Other than the recently approved antibody, Aducanumab, which may help early onset patients,
there are no therapeutic treatments to prevent, slow or cure neurodegenerative diseases such
Alzheimer's disease and related dementias (ADRD). Current treatments only temporarily
suppress disease symptoms. This work aims to investigate small molecule 20S proteasome
activation as a new, innovative therapeutic strategy to slow and/or prevent disease progression.
Proteins such as amyloid-Beta, alpha-synuclein and dipeptide repeat units are intrinsically disordered
proteins (IDPs), which have a high tendency to oligomerize and aggregate upon accumulation.
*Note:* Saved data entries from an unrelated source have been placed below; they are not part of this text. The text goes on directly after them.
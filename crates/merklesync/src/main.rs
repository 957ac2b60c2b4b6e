use std::env::var;
use std::io::stderr;
use std::process::ExitCode;

use clap::Parser;
use eyre::Result as EyreResult;
use tracing_subscriber::fmt::layer;
use tracing_subscriber::prelude::*;
use tracing_subscriber::{registry, EnvFilter};

mod cli;
mod defaults;
mod output;

use cli::RootCommand;

fn main() -> ExitCode {
    if let Err(err) = setup() {
        eprintln!("Failed to initialise: {err:?}");
        return ExitCode::FAILURE;
    }

    let command = RootCommand::parse();

    match command.run() {
        Ok(()) => ExitCode::SUCCESS,
        Err(err) => err.into(),
    }
}

fn setup() -> EyreResult<()> {
    let directives = match var("RUST_LOG") {
        Ok(value) if !value.trim().is_empty() => value,
        _ => "merklesync=info,merklesync_=info".to_owned(),
    };

    // stdout carries command output
    registry()
        .with(EnvFilter::builder().parse(directives)?)
        .with(layer().with_writer(stderr))
        .init();

    color_eyre::install()?;

    Ok(())
}
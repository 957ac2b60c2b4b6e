//! Block intake and proof service built on the Merkle engine.
//!
//! [`MerkleService`] owns the ordered block list, rebuilds the tree after every
//! accepted submission and publishes the result as an immutable [`Snapshot`].
//! Readers clone the current snapshot and work on it without blocking writers,
//! so a proof and the root it was generated against always come from the same
//! tree.

use std::collections::{BTreeMap, HashSet};
use std::sync::Arc;

use chrono::{DateTime, Utc};
use merklesync_merkle::{
    diff, verify_proof, BlockId, Hash, MerkleProof, MerkleTree, ProofBundle, TreeDiff,
};
use merklesync_primitives::block::{DataBlock, InvalidBlockId};
use parking_lot::{Mutex, RwLock};
use serde::{Deserialize, Serialize};
use tracing::{debug, info, warn};

pub use crate::error::{ServiceError, ServiceResult};
use crate::journal::Journal;

pub mod error;
pub mod journal;
#[cfg(test)]
mod tests;

pub const DEFAULT_MAX_PROOF_LEAVES: usize = 4096;

#[derive(Clone, Copy, Debug, PartialEq, Eq, Serialize, Deserialize)]
#[non_exhaustive]
pub struct ServiceConfig {
    /// Upper bound on the number of leaves a single proof may cover.
    #[serde(default = "default_max_proof_leaves")]
    pub max_proof_leaves: usize,
}

impl ServiceConfig {
    #[must_use]
    pub const fn new(max_proof_leaves: usize) -> Self {
        Self { max_proof_leaves }
    }
}

impl Default for ServiceConfig {
    fn default() -> Self {
        Self::new(DEFAULT_MAX_PROOF_LEAVES)
    }
}

const fn default_max_proof_leaves() -> usize {
    DEFAULT_MAX_PROOF_LEAVES
}

/// An immutable view of the service state after one rebuild.
#[derive(Debug)]
pub struct Snapshot {
    tree: MerkleTree,
    table_counts: BTreeMap<String, usize>,
    built_at: DateTime<Utc>,
    generation: u64,
}

impl Snapshot {
    fn build(blocks: &[DataBlock], generation: u64) -> Self {
        let mut table_counts = BTreeMap::new();
        for block in blocks {
            *table_counts.entry(block.table_name.clone()).or_default() += 1;
        }

        Self {
            tree: MerkleTree::from_blocks(blocks),
            table_counts,
            built_at: Utc::now(),
            generation,
        }
    }

    #[must_use]
    pub const fn tree(&self) -> &MerkleTree {
        &self.tree
    }

    #[must_use]
    pub const fn built_at(&self) -> DateTime<Utc> {
        self.built_at
    }

    /// Number of rebuilds that preceded this snapshot.
    #[must_use]
    pub const fn generation(&self) -> u64 {
        self.generation
    }

    /// Blocks recorded for `table`, or for every table when `None`.
    #[must_use]
    pub fn block_count(&self, table: Option<&str>) -> usize {
        match table {
            Some(table) => self.table_counts.get(table).copied().unwrap_or(0),
            None => self.tree.leaf_count(),
        }
    }
}

#[derive(Clone, Copy, Debug, PartialEq, Eq, Serialize)]
pub struct SubmitReceipt {
    pub root_hash: Hash,
    pub leaf_hash: Hash,
    pub leaf_count: usize,
}

#[derive(Clone, Copy, Debug, PartialEq, Eq, Serialize)]
pub struct BatchReceipt {
    pub root_hash: Option<Hash>,
    pub accepted: usize,
    pub leaf_count: usize,
}

#[derive(Clone, Debug, PartialEq, Eq, Serialize)]
pub struct RootInfo {
    /// `None` while no block has been accepted.
    pub root_hash: Option<Hash>,
    pub leaf_count: usize,
    pub block_count: usize,
    pub built_at: DateTime<Utc>,
    pub generation: u64,
}

#[derive(Debug)]
struct Writer {
    blocks: Vec<DataBlock>,
    ids: HashSet<BlockId>,
    journal: Option<Journal>,
}

#[derive(Debug)]
pub struct MerkleService {
    config: ServiceConfig,
    writer: Mutex<Writer>,
    current: RwLock<Arc<Snapshot>>,
}

impl MerkleService {
    /// An empty in-memory service.
    #[must_use]
    pub fn new(config: ServiceConfig) -> Self {
        Self::from_parts(config, Vec::new(), HashSet::new(), None)
    }

    /// A service backed by `journal`, replaying every block it already holds.
    pub fn open(config: ServiceConfig, journal: Journal) -> ServiceResult<Self> {
        let blocks = journal.load()?;

        let mut ids = HashSet::with_capacity(blocks.len());
        for block in &blocks {
            if !ids.insert(block.id.clone()) {
                return Err(ServiceError::DuplicateBlock(block.id.clone()));
            }
        }

        info!(
            path = %journal.path(),
            blocks = blocks.len(),
            "Replayed block journal"
        );

        Ok(Self::from_parts(config, blocks, ids, Some(journal)))
    }

    fn from_parts(
        config: ServiceConfig,
        blocks: Vec<DataBlock>,
        ids: HashSet<BlockId>,
        journal: Option<Journal>,
    ) -> Self {
        let snapshot = Snapshot::build(&blocks, 0);

        Self {
            config,
            writer: Mutex::new(Writer {
                blocks,
                ids,
                journal,
            }),
            current: RwLock::new(Arc::new(snapshot)),
        }
    }

    #[must_use]
    pub const fn config(&self) -> &ServiceConfig {
        &self.config
    }

    /// The current snapshot. It stays valid after later submissions.
    #[must_use]
    pub fn snapshot(&self) -> Arc<Snapshot> {
        Arc::clone(&self.current.read())
    }

    /// Accept one block and rebuild the tree.
    pub fn submit(&self, block: DataBlock) -> ServiceResult<SubmitReceipt> {
        let id = block.id.clone();
        let snapshot = self.accept(vec![block])?;
        let tree = snapshot.tree();

        let leaf_hash = tree
            .position_of(id.as_str())
            .and_then(|position| tree.leaf(position))
            .map(|leaf| leaf.hash())
            .unwrap_or_default();

        Ok(SubmitReceipt {
            root_hash: tree.root_hash().unwrap_or_default(),
            leaf_hash,
            leaf_count: tree.leaf_count(),
        })
    }

    /// Accept `blocks` in order with a single rebuild.
    ///
    /// Nothing is accepted if any identifier is empty, already known or
    /// repeated within the batch.
    pub fn submit_batch(&self, blocks: Vec<DataBlock>) -> ServiceResult<BatchReceipt> {
        let accepted = blocks.len();
        let snapshot = self.accept(blocks)?;

        Ok(BatchReceipt {
            root_hash: snapshot.tree().root_hash(),
            accepted,
            leaf_count: snapshot.tree().leaf_count(),
        })
    }

    /// Append `blocks` and publish the rebuilt snapshot.
    fn accept(&self, mut blocks: Vec<DataBlock>) -> ServiceResult<Arc<Snapshot>> {
        for block in &mut blocks {
            if block.id.is_empty() {
                warn!("Rejected block without identifier");
                return Err(InvalidBlockId.into());
            }

            if block
                .fill_payload_from_metadata()
                .map_err(ServiceError::Encode)?
            {
                debug!(id = %block.id, "Filled empty payload from metadata");
            }
        }

        let mut writer = self.writer.lock();

        let mut fresh = HashSet::with_capacity(blocks.len());
        for block in &blocks {
            if writer.ids.contains(&block.id) || !fresh.insert(block.id.clone()) {
                warn!(id = %block.id, "Rejected duplicate block");
                return Err(ServiceError::DuplicateBlock(block.id.clone()));
            }
        }

        if let Some(journal) = writer.journal.as_mut() {
            journal.append_all(&blocks)?;
        }

        let accepted = blocks.len();
        writer.ids.extend(fresh);
        writer.blocks.extend(blocks);

        let generation = self.current.read().generation() + 1;
        let snapshot = Arc::new(Snapshot::build(&writer.blocks, generation));

        *self.current.write() = Arc::clone(&snapshot);
        drop(writer);

        info!(
            accepted,
            leaves = snapshot.tree().leaf_count(),
            root = %snapshot.tree().root_hash_hex(),
            generation,
            "Rebuilt merkle tree"
        );

        Ok(snapshot)
    }

    /// Root of the current tree with the block count for `table`.
    #[must_use]
    pub fn root(&self, table: Option<&str>) -> RootInfo {
        let snapshot = self.snapshot();

        RootInfo {
            root_hash: snapshot.tree().root_hash(),
            leaf_count: snapshot.tree().leaf_count(),
            block_count: snapshot.block_count(table),
            built_at: snapshot.built_at(),
            generation: snapshot.generation(),
        }
    }

    /// A proof for `ids` against the current tree.
    pub fn generate_proof<I>(&self, ids: I) -> ServiceResult<MerkleProof>
    where
        I: IntoIterator,
        I::Item: AsRef<str>,
    {
        let ids = self.check_request(ids)?;
        Ok(self.snapshot().tree().generate_proof(ids)?)
    }

    /// A proof for `ids` packaged with the root and payloads it was built from.
    pub fn prove_bundle<I>(&self, ids: I) -> ServiceResult<ProofBundle>
    where
        I: IntoIterator,
        I::Item: AsRef<str>,
    {
        let ids = self.check_request(ids)?;
        Ok(ProofBundle::create(self.snapshot().tree(), ids)?)
    }

    fn check_request<I>(&self, ids: I) -> ServiceResult<Vec<I::Item>>
    where
        I: IntoIterator,
        I::Item: AsRef<str>,
    {
        let ids: Vec<_> = ids.into_iter().collect();
        let limit = self.config.max_proof_leaves;

        if ids.len() > limit {
            warn!(requested = ids.len(), limit, "Rejected oversized proof request");
            return Err(ServiceError::ProofRequestTooLarge {
                requested: ids.len(),
                limit,
            });
        }

        Ok(ids)
    }

    /// Check `leaves` against `root_hash`. Needs no service state.
    pub fn verify_proof<P: AsRef<[u8]>>(
        root_hash: &Hash,
        leaves: &[(BlockId, P)],
        proof: &MerkleProof,
    ) -> ServiceResult<bool> {
        Ok(verify_proof(root_hash, leaves, proof)?)
    }

    /// Compare the current tree (local) against `other` (remote).
    #[must_use]
    pub fn diff(&self, other: &MerkleTree) -> TreeDiff {
        diff(self.snapshot().tree(), other)
    }
}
The exact mechanism by which these oligomers induce neurotoxicity is complex and still
debated. However, it is widely accepted that accumulation of these aggregation-prone proteins
results in (1) toxic oligomeric species and (2) proteasome impairment, which are two classic
hallmarks of neurodegenerative disorders that ultimately drive disease progression.
In this exploratory R21 grant, we are pioneering a new paradigm in drug discovery, which is
focused on preventing the accumulation of IDPs by enhancing the activity of the 20S
proteasome using small molecules. Our hypothesis is that small molecule 20S proteasome
enhancement will induce the degradation of IDPs, and thereby prevent and restore proteasome
function, that was impaired by these IDP oligomers. To test this hypothesis, we will explore the
efficacy of two new, but distinct classes of 20S proteasome enhancers, discovered and
published by our research group, for their ability to (1) prevent IDP accumulation and (2) restore
impaired proteasome function.
Impact: According to the National Institutes of Aging, AD is the 6th leading cause of death in the
US, yet it remains mostly without effective treatment options. Successful completion of this work
will validate a new strategy that tackles two fundamental steps in the pathogenesis of these
disorders, which may provide a therapeutic strategy to treat these devastating dementias.